To do:
Will you quote all of the entries, word for word?

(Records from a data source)
/---

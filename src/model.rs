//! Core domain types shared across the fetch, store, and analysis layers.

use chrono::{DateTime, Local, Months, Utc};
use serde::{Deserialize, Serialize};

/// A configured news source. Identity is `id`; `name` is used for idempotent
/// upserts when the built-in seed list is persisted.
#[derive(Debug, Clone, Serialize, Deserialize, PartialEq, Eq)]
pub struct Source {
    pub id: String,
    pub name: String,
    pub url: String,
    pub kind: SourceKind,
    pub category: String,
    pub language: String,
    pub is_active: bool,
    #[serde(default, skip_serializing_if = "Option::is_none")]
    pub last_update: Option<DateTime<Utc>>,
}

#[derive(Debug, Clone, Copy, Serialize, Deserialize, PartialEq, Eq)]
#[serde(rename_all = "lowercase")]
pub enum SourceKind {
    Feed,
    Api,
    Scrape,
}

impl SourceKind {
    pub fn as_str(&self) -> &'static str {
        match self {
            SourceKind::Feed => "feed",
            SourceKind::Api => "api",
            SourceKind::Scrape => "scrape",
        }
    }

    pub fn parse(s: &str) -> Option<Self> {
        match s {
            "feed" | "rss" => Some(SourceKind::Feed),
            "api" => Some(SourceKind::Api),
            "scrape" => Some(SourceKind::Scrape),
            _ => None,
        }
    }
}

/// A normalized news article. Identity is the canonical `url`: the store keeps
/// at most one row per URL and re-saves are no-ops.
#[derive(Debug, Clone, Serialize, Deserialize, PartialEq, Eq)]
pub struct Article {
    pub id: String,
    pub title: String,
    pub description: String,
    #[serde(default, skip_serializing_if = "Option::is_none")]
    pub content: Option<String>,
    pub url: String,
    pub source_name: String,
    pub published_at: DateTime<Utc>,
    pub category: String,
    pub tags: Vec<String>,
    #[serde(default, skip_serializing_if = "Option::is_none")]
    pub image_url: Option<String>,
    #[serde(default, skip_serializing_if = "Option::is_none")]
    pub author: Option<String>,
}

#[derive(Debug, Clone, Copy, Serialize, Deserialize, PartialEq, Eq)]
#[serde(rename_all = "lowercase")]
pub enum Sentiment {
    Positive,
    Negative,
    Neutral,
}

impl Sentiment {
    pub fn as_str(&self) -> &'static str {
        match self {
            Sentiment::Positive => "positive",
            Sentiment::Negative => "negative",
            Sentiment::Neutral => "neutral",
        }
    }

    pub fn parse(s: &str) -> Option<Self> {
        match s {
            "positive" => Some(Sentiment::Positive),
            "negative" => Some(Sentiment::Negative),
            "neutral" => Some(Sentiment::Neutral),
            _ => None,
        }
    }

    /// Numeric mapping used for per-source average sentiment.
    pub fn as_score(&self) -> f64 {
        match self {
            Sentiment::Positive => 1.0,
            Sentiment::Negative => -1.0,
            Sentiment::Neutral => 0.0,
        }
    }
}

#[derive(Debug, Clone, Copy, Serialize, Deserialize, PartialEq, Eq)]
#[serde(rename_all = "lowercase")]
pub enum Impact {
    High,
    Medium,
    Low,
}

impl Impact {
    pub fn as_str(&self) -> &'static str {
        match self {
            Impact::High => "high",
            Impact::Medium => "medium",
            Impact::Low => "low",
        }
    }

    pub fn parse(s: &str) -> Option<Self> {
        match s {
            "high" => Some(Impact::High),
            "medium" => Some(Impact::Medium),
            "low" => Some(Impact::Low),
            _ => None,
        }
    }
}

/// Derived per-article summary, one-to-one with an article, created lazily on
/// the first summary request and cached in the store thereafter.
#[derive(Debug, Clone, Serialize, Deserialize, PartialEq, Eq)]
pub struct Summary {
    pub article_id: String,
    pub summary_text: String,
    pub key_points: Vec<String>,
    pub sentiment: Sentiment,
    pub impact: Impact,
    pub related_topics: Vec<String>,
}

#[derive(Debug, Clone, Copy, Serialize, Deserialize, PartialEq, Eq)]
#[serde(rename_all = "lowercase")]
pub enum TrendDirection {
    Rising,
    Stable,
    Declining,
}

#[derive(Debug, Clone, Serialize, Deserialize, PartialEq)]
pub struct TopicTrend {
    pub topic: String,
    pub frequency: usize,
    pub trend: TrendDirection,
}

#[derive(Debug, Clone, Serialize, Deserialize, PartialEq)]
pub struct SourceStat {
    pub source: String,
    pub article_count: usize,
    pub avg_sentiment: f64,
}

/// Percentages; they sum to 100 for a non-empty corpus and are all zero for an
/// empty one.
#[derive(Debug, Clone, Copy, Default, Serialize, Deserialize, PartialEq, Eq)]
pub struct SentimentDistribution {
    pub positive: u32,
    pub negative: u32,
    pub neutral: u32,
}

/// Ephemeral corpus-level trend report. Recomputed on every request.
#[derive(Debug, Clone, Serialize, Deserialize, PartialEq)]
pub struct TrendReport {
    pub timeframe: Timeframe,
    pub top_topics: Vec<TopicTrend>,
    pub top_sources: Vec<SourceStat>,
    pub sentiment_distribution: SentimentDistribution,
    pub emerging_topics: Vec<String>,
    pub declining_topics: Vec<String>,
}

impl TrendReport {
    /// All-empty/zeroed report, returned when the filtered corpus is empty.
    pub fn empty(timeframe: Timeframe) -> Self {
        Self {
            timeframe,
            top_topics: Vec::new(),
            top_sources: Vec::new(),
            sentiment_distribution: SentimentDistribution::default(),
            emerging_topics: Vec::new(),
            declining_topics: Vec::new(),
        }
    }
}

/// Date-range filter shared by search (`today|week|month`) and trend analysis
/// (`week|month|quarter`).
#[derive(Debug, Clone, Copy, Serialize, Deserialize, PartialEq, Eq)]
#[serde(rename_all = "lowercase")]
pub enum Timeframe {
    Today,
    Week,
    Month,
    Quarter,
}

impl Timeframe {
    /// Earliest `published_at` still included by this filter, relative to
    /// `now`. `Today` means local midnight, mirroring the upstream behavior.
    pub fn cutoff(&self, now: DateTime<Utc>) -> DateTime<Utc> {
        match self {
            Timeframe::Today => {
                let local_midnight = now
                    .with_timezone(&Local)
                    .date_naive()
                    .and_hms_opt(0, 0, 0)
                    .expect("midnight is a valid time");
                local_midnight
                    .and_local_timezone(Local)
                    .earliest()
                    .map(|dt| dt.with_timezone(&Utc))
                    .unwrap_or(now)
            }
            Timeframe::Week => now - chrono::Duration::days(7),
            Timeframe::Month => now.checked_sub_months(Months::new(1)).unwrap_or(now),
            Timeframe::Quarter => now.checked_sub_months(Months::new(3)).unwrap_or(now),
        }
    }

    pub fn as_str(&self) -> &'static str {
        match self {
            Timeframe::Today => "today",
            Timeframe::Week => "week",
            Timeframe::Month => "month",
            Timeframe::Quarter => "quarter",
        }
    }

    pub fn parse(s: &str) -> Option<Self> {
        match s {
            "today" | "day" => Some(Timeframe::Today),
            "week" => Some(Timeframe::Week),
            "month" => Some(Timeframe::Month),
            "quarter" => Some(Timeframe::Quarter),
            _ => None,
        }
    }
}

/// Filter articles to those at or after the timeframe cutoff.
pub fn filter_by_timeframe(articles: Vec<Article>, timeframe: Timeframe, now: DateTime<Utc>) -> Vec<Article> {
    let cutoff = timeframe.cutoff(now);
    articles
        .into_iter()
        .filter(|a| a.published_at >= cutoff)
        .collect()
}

\---

Solution for this task:
filename src/model.rs
//! Core domain types shared across the fetch, store, and analysis layers.

use chrono::{DateTime, Local, Months, Utc};
use serde::{Deserialize, Serialize};

/// A configured news source. Identity is `id`; `name` is used for idempotent
/// upserts when the built-in seed list is persisted.
#[derive(Debug, Clone, Serialize, Deserialize, PartialEq, Eq)]
pub struct Source {
    pub id: String,
    pub name: String,
    pub url: String,
    pub kind: SourceKind,
    pub category: String,
    pub language: String,
    pub is_active: bool,
    #[serde(default, skip_serializing_if = "Option::is_none")]
    pub last_update: Option<DateTime<Utc>>,
}

#[derive(Debug, Clone, Copy, Serialize, Deserialize, PartialEq, Eq)]
#[serde(rename_all = "lowercase")]
pub enum SourceKind {
    Feed,
    Api,
    Scrape,
}

impl SourceKind {
    pub fn as_str(&self) -> &'static str {
        match self {
            SourceKind::Feed => "feed",
            SourceKind::Api => "api",
            SourceKind::Scrape => "scrape",
        }
    }

    pub fn parse(s: &str) -> Option<Self> {
        match s {
            "feed" | "rss" => Some(SourceKind::Feed),
            "api" => Some(SourceKind::Api),
            "scrape" => Some(SourceKind::Scrape),
            _ => None,
        }
    }
}

/// A normalized news article. Identity is the canonical `url`: the store keeps
/// at most one row per URL and re-saves are no-ops.
#[derive(Debug, Clone, Serialize, Deserialize, PartialEq, Eq)]
pub struct Article {
    pub id: String,
    pub title: String,
    pub description: String,
    #[serde(default, skip_serializing_if = "Option::is_none")]
    pub content: Option<String>,
    pub url: String,
    pub source_name: String,
    pub published_at: DateTime<Utc>,
    pub category: String,
    pub tags: Vec<String>,
    #[serde(default, skip_serializing_if = "Option::is_none")]
    pub image_url: Option<String>,
    #[serde(default, skip_serializing_if = "Option::is_none")]
    pub author: Option<String>,
}

#[derive(Debug, Clone, Copy, Serialize, Deserialize, PartialEq, Eq)]
#[serde(rename_all = "lowercase")]
pub enum Sentiment {
    Positive,
    Negative,
    Neutral,
}

impl Sentiment {
    pub fn as_str(&self) -> &'static str {
        match self {
            Sentiment::Positive => "positive",
            Sentiment::Negative => "negative",
            Sentiment::Neutral => "neutral",
        }
    }

    pub fn parse(s: &str) -> Option<Self> {
        match s {
            "positive" => Some(Sentiment::Positive),
            "negative" => Some(Sentiment::Negative),
            "neutral" => Some(Sentiment::Neutral),
            _ => None,
        }
    }

    /// Numeric mapping used for per-source average sentiment.
    pub fn as_score(&self) -> f64 {
        match self {
            Sentiment::Positive => 1.0,
            Sentiment::Negative => -1.0,
            Sentiment::Neutral => 0.0,
        }
    }
}

#[derive(Debug, Clone, Copy, Serialize, Deserialize, PartialEq, Eq)]
#[serde(rename_all = "lowercase")]
pub enum Impact {
    High,
    Medium,
    Low,
}

impl Impact {
    pub fn as_str(&self) -> &'static str {
        match self {
            Impact::High => "high",
            Impact::Medium => "medium",
            Impact::Low => "low",
        }
    }

    pub fn parse(s: &str) -> Option<Self> {
        match s {
            "high" => Some(Impact::High),
            "medium" => Some(Impact::Medium),
            "low" => Some(Impact::Low),
            _ => None,
        }
    }
}

/// Derived per-article summary, one-to-one with an article, created lazily on
/// the first summary request and cached in the store thereafter.
#[derive(Debug, Clone, Serialize, Deserialize, PartialEq, Eq)]
pub struct Summary {
    pub article_id: String,
    pub summary_text: String,
    pub key_points: Vec<String>,
    pub sentiment: Sentiment,
    pub impact: Impact,
    pub related_topics: Vec<String>,
}

#[derive(Debug, Clone, Copy, Serialize, Deserialize, PartialEq, Eq)]
#[serde(rename_all = "lowercase")]
pub enum TrendDirection {
    Rising,
    Stable,
    Declining,
}

#[derive(Debug, Clone, Serialize, Deserialize, PartialEq)]
pub struct TopicTrend {
    pub topic: String,
    pub frequency: usize,
    pub trend: TrendDirection,
}

#[derive(Debug, Clone, Serialize, Deserialize, PartialEq)]
pub struct SourceStat {
    pub source: String,
    pub article_count: usize,
    pub avg_sentiment: f64,
}

/// Percentages; they sum to 100 for a non-empty corpus and are all zero for an
/// empty one.
#[derive(Debug, Clone, Copy, Default, Serialize, Deserialize, PartialEq, Eq)]
pub struct SentimentDistribution {
    pub positive: u32,
    pub negative: u32,
    pub neutral: u32,
}

/// Ephemeral corpus-level trend report. Recomputed on every request.
#[derive(Debug, Clone, Serialize, Deserialize, PartialEq)]
pub struct TrendReport {
    pub timeframe: Timeframe,
    pub top_topics: Vec<TopicTrend>,
    pub top_sources: Vec<SourceStat>,
    pub sentiment_distribution: SentimentDistribution,
    pub emerging_topics: Vec<String>,
    pub declining_topics: Vec<String>,
}

impl TrendReport {
    /// All-empty/zeroed report, returned when the filtered corpus is empty.
    pub fn empty(timeframe: Timeframe) -> Self {
        Self {
            timeframe,
            top_topics: Vec::new(),
            top_sources: Vec::new(),
            sentiment_distribution: SentimentDistribution::default(),
            emerging_topics: Vec::new(),
            declining_topics: Vec::new(),
        }
    }
}

/// Date-range filter shared by search (`today|week|month`) and trend analysis
/// (`week|month|quarter`).
#[derive(Debug, Clone, Copy, Serialize, Deserialize, PartialEq, Eq)]
#[serde(rename_all = "lowercase")]
pub enum Timeframe {
    Today,
    Week,
    Month,
    Quarter,
}

impl Timeframe {
    /// Earliest `published_at` still included by this filter, relative to
    /// `now`. `Today` means local midnight, mirroring the upstream behavior.
    pub fn cutoff(&self, now: DateTime<Utc>) -> DateTime<Utc> {
        match self {
            Timeframe::Today => {
                let local_midnight = now
                    .with_timezone(&Local)
                    .date_naive()
                    .and_hms_opt(0, 0, 0)
                    .expect("midnight is a valid time");
                local_midnight
                    .and_local_timezone(Local)
                    .earliest()
                    .map(|dt| dt.with_timezone(&Utc))
                    .unwrap_or(now)
            }
            Timeframe::Week => now - chrono::Duration::days(7),
            Timeframe::Month => now.checked_sub_months(Months::new(1)).unwrap_or(now),
            Timeframe::Quarter => now.checked_sub_months(Months::new(3)).unwrap_or(now),
        }
    }

    pub fn as_str(&self) -> &'static str {
        match self {
            Timeframe::Today => "today",
            Timeframe::Week => "week",
            Timeframe::Month => "month",
            Timeframe::Quarter => "quarter",
        }
    }

    pub fn parse(s: &str) -> Option<Self> {
        match s {
            "today" | "day" => Some(Timeframe::Today),
            "week" => Some(Timeframe::Week),
            "month" => Some(Timeframe::Month),
            "quarter" => Some(Timeframe::Quarter),
            _ => None,
        }
    }
}

/// Filter articles to those at or after the timeframe cutoff.
pub fn filter_by_timeframe(articles: Vec<Article>, timeframe: Timeframe, now: DateTime<Utc>) -> Vec<Article> {
    let cutoff = timeframe.cutoff(now);
    articles
        .into_iter()
        .filter(|a| a.published_at >= cutoff)
        .collect()
}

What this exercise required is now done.